## Problem requirements
Transcribe word for word the lines below from the line with "height = height" through the line with "let canonical = std::fs::canonicalize(path)?;", ends included.

[Supplied data — start]

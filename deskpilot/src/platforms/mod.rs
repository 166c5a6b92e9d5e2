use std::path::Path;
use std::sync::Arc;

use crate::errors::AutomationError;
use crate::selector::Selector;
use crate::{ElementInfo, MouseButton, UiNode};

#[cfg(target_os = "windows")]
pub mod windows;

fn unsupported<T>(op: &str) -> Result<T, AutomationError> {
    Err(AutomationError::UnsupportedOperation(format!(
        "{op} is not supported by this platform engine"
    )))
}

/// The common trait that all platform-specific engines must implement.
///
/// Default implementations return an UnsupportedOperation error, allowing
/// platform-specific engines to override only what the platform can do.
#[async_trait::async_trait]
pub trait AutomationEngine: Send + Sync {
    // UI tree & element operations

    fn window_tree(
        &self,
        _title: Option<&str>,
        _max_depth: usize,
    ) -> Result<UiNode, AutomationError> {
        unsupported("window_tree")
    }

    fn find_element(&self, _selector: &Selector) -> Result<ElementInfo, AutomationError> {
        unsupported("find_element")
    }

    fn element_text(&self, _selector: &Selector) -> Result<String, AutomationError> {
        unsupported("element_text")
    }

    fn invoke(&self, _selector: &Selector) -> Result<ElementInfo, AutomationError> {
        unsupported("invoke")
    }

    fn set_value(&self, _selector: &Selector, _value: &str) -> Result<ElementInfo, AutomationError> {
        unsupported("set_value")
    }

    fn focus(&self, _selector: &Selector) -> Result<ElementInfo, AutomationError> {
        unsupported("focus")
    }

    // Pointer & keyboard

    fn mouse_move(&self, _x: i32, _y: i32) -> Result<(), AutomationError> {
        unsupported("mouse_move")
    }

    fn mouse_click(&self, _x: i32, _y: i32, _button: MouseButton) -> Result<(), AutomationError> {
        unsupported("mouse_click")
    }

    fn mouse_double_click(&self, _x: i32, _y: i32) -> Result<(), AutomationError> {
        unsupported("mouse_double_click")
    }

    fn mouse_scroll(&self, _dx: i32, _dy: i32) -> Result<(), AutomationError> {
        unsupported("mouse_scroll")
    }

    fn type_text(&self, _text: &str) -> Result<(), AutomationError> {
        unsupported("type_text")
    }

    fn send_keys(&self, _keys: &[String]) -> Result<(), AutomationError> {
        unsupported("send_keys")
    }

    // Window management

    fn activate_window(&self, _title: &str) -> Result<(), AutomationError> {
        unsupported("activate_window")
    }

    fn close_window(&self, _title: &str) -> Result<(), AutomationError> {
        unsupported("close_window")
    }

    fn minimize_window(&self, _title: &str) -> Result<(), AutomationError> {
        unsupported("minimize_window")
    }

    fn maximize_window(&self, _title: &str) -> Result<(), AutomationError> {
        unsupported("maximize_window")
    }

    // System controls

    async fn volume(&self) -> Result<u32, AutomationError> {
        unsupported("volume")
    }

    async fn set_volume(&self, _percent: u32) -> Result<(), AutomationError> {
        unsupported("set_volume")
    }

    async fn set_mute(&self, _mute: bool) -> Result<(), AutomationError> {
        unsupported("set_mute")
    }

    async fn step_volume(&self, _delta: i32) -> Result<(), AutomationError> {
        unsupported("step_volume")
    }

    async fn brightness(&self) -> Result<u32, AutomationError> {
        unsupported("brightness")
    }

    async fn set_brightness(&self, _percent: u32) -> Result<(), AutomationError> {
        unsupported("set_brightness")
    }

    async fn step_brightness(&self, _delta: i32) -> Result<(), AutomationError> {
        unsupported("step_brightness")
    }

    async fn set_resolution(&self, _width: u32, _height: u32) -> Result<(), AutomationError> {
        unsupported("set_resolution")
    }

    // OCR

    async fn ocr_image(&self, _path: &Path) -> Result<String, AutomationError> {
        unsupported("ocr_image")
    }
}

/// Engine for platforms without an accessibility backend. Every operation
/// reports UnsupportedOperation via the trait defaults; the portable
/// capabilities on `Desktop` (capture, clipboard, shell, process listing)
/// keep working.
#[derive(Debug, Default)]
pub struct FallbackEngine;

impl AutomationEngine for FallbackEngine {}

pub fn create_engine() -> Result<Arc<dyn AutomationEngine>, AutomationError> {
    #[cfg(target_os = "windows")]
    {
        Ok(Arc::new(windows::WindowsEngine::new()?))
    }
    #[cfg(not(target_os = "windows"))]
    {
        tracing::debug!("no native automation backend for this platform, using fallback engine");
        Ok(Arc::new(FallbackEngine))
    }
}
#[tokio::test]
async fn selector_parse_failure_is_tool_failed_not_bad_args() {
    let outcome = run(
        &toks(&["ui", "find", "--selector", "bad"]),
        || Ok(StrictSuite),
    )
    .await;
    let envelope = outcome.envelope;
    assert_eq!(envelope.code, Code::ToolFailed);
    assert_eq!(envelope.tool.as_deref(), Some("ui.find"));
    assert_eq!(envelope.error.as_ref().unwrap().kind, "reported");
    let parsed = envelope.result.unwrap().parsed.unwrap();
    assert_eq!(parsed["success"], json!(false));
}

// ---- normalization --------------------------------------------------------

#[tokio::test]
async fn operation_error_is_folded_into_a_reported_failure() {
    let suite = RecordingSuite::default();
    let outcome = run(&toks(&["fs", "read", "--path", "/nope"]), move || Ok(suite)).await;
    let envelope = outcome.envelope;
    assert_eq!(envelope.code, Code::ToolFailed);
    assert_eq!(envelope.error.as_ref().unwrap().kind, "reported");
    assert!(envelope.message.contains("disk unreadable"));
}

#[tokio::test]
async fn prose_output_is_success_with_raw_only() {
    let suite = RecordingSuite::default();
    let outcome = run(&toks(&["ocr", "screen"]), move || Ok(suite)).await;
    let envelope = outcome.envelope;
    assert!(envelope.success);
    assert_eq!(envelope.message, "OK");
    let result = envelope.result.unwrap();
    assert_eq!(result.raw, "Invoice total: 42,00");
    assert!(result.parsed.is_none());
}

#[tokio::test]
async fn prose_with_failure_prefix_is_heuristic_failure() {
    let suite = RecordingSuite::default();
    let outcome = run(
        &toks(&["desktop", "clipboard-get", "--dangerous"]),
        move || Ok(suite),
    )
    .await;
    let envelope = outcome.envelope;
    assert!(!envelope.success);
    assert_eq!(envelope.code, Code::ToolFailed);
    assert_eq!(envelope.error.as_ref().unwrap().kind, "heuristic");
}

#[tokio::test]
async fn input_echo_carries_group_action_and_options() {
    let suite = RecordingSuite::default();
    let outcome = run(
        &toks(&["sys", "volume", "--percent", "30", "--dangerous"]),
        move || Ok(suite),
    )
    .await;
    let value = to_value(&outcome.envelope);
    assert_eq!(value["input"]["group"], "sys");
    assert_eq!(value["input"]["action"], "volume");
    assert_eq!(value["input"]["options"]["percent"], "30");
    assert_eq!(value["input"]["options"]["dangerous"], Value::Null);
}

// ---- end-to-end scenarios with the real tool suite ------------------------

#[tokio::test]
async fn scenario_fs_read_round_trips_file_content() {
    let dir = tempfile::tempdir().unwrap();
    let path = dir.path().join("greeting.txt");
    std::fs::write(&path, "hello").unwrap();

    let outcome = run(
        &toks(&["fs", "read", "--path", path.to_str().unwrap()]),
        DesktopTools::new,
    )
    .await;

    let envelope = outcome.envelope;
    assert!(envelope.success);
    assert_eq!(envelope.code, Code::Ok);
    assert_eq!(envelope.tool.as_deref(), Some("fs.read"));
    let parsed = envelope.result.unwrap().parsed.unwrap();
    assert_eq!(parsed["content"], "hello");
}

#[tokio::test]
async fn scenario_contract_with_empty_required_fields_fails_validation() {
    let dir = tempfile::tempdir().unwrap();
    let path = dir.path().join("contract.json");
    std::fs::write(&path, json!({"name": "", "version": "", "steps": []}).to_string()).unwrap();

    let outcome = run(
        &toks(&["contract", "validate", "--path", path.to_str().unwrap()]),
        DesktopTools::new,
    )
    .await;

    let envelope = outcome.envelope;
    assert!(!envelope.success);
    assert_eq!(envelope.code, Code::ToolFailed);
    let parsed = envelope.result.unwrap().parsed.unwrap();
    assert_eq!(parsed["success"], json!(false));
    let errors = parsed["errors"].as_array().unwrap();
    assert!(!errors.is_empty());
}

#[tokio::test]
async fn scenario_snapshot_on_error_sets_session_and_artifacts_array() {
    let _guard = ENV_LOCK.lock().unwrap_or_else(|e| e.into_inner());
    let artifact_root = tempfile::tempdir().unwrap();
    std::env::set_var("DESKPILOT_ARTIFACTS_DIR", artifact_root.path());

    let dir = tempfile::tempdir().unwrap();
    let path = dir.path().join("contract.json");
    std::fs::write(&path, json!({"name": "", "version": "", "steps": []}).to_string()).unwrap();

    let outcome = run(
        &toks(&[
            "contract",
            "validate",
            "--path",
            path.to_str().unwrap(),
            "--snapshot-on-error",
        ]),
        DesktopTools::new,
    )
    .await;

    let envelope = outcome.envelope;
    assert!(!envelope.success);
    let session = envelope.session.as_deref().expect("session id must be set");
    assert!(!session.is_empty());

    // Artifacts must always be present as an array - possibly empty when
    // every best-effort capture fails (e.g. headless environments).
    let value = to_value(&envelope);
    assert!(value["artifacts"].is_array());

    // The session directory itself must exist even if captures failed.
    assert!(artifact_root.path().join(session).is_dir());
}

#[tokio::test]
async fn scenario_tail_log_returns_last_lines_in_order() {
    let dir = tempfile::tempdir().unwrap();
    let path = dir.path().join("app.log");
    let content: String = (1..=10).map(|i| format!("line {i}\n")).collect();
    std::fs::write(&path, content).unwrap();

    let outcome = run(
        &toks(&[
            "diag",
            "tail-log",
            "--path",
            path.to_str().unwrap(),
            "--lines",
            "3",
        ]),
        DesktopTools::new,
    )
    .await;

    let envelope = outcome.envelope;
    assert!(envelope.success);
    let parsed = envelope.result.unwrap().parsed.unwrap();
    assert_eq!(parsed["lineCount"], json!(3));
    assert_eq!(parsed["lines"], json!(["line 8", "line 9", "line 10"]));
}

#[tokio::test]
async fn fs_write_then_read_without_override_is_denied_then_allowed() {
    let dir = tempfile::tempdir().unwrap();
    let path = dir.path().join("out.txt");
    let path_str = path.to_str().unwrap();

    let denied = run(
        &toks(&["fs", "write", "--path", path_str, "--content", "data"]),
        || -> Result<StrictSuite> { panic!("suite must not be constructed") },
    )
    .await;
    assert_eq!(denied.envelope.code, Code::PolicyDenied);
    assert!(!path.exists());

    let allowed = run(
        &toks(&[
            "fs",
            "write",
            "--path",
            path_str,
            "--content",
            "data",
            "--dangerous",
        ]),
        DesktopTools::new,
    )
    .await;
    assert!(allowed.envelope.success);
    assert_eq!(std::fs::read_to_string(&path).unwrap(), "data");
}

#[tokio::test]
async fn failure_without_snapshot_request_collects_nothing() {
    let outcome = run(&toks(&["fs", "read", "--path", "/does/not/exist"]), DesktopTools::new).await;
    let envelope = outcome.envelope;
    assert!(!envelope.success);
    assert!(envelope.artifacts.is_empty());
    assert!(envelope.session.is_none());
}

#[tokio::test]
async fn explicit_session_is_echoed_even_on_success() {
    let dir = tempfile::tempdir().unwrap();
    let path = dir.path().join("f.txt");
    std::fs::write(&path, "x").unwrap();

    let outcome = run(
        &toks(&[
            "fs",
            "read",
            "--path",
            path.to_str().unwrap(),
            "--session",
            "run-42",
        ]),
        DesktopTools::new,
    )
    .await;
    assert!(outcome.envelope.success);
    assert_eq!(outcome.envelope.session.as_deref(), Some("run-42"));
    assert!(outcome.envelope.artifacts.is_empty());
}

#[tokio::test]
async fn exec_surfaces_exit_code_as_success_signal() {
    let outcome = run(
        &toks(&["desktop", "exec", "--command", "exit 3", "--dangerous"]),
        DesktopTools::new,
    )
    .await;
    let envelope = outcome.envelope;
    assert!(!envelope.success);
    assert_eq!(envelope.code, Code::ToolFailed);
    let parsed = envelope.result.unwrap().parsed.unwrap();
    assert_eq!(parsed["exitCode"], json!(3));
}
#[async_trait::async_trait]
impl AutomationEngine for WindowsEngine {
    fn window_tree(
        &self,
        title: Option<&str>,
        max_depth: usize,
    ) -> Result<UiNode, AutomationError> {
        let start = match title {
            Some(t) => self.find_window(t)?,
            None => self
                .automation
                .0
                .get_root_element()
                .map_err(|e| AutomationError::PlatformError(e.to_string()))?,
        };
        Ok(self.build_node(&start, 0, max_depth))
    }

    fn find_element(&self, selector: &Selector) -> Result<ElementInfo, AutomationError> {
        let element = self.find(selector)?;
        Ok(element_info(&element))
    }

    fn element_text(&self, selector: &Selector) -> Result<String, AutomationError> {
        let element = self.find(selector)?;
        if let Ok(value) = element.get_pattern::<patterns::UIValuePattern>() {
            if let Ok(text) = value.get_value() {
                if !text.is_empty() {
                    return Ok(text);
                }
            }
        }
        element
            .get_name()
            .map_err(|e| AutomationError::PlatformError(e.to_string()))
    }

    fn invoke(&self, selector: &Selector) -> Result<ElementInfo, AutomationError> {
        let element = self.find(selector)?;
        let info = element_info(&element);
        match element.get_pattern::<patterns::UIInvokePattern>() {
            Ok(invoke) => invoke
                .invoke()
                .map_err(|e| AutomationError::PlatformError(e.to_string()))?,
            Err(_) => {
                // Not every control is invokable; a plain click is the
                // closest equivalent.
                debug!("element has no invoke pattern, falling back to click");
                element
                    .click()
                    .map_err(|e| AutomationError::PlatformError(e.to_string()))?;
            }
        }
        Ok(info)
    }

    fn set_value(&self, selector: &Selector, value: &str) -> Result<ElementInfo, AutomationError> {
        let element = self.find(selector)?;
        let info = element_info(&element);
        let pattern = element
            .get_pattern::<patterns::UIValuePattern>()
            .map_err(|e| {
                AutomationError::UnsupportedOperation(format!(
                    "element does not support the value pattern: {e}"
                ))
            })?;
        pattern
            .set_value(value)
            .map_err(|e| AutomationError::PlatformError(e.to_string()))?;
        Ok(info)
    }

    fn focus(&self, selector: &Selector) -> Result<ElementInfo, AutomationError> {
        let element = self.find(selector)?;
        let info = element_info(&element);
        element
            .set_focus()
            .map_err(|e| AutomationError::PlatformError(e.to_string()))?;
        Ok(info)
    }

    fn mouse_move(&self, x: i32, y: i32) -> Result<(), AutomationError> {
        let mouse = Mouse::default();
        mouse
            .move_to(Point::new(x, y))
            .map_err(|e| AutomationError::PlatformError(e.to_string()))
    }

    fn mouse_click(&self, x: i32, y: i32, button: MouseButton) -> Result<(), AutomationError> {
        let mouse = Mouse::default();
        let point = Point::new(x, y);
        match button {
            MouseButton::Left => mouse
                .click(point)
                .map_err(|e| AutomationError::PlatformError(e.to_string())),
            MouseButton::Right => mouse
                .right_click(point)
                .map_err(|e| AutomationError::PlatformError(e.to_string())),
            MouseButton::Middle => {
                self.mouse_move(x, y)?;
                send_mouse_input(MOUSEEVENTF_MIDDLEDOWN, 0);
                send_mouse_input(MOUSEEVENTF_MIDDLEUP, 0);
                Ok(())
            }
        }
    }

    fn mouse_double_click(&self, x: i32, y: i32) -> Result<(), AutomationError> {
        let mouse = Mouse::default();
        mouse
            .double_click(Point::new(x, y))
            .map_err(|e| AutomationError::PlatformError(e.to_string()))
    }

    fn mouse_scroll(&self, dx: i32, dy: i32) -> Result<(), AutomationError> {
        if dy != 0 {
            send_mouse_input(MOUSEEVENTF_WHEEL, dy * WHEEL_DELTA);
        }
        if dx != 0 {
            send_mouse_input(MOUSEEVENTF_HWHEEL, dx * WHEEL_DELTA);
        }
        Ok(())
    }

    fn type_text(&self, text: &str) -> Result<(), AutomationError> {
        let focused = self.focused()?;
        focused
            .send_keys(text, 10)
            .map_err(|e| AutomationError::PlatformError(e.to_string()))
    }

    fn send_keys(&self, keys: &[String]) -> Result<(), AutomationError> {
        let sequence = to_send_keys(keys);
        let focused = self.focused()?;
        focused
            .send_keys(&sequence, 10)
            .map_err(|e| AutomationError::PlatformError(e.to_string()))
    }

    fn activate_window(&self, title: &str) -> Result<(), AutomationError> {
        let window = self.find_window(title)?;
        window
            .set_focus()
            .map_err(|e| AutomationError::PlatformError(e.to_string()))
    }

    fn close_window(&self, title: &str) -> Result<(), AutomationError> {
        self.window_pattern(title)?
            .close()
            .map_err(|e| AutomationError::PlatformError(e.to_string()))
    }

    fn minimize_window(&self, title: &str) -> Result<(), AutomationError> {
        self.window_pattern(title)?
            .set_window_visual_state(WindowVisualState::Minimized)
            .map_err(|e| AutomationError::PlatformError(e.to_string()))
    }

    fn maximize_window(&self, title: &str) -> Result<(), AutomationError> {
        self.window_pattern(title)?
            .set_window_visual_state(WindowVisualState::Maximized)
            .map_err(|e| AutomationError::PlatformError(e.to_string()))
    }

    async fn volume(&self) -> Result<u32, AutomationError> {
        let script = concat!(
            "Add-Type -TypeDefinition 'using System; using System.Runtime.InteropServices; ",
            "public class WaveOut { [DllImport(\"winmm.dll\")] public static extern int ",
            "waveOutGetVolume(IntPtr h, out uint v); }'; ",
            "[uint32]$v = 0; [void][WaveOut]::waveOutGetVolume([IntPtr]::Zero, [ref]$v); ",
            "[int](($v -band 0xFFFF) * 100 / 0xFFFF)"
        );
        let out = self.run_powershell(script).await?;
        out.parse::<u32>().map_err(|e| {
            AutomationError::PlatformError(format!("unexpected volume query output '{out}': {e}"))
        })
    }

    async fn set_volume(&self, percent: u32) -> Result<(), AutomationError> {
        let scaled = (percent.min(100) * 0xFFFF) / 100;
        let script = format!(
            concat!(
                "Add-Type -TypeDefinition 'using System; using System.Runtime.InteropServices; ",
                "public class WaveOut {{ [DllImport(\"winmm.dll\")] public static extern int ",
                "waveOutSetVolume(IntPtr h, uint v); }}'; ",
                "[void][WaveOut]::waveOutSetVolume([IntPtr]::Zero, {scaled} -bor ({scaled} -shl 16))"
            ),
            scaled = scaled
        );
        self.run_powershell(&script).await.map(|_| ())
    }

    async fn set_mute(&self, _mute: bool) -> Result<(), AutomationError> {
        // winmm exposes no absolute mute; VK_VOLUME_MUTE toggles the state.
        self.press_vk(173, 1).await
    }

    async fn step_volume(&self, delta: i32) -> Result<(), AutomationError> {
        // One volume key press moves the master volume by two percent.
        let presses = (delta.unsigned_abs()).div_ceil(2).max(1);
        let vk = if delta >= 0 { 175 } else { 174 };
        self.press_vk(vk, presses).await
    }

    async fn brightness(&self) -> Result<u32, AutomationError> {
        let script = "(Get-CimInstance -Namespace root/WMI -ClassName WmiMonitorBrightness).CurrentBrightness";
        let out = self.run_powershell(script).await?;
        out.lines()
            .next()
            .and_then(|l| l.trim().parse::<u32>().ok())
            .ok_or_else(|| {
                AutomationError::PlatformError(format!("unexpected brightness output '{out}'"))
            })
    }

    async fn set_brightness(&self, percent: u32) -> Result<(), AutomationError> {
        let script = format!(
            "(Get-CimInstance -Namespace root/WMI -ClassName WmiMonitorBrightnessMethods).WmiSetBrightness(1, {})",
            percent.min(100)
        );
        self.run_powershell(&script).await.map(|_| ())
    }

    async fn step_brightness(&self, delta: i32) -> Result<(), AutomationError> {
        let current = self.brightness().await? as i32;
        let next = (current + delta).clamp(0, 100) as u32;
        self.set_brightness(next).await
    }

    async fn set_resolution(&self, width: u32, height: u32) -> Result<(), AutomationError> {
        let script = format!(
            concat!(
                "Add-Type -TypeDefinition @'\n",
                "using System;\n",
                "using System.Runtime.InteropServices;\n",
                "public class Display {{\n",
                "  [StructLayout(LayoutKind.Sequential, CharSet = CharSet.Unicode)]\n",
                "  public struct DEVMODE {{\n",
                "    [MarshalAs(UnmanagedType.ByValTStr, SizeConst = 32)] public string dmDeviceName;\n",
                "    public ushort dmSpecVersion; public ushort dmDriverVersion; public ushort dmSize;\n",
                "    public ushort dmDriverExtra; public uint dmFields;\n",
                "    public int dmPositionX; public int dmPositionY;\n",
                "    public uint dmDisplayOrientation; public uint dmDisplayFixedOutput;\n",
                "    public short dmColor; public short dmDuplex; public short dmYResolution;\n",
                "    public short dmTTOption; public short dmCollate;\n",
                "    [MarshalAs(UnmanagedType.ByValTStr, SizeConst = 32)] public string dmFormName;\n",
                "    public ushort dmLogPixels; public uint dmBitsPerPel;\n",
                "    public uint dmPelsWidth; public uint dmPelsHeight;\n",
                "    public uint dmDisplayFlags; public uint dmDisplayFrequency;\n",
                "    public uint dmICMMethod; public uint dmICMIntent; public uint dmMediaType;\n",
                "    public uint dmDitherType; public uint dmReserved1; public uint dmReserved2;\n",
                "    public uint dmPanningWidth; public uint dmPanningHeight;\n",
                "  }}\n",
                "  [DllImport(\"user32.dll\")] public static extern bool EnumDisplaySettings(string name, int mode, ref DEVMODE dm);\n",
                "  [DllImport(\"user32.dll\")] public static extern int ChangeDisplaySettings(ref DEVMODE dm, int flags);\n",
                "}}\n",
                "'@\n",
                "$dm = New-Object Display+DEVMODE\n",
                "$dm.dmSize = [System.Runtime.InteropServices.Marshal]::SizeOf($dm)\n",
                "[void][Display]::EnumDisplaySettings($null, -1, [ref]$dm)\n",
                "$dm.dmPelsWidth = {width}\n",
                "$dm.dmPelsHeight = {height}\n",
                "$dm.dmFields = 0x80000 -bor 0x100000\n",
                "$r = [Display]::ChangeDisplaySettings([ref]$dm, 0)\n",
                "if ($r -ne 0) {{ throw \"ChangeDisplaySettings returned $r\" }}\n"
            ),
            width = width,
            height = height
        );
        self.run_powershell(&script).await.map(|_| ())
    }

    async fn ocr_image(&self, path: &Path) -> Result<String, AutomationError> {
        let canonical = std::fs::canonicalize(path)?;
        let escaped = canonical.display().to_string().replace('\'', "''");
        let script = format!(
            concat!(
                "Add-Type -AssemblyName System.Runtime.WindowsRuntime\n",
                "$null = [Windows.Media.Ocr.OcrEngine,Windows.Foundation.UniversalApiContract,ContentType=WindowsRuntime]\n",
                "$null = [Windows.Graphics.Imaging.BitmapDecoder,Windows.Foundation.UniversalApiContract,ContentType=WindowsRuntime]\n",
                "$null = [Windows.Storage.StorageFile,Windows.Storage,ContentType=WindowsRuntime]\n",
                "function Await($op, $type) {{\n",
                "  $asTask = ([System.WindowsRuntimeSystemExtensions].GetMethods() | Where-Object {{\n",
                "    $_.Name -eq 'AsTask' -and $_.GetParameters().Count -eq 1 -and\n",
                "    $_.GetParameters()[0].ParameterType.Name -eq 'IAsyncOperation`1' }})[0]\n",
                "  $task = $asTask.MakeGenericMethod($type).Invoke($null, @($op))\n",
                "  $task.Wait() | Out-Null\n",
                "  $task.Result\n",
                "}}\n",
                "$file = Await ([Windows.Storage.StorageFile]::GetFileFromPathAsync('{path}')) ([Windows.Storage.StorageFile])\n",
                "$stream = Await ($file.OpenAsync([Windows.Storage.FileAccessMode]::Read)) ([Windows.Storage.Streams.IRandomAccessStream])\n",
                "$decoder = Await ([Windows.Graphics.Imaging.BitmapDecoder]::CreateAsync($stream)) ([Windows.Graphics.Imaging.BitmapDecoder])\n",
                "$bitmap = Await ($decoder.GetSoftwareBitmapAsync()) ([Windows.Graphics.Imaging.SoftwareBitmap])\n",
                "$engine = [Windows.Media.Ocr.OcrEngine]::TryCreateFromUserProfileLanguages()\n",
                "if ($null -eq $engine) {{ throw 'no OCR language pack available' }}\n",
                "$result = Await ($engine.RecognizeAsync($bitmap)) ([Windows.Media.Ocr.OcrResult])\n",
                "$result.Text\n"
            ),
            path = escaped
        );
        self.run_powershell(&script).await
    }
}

[Supplied data — finish]

## Result of this exercise
            height = height
        );
        self.run_powershell(&script).await.map(|_| ())
    }

    async fn ocr_image(&self, path: &Path) -> Result<String, AutomationError> {
        let canonical = std::fs::canonicalize(path)?;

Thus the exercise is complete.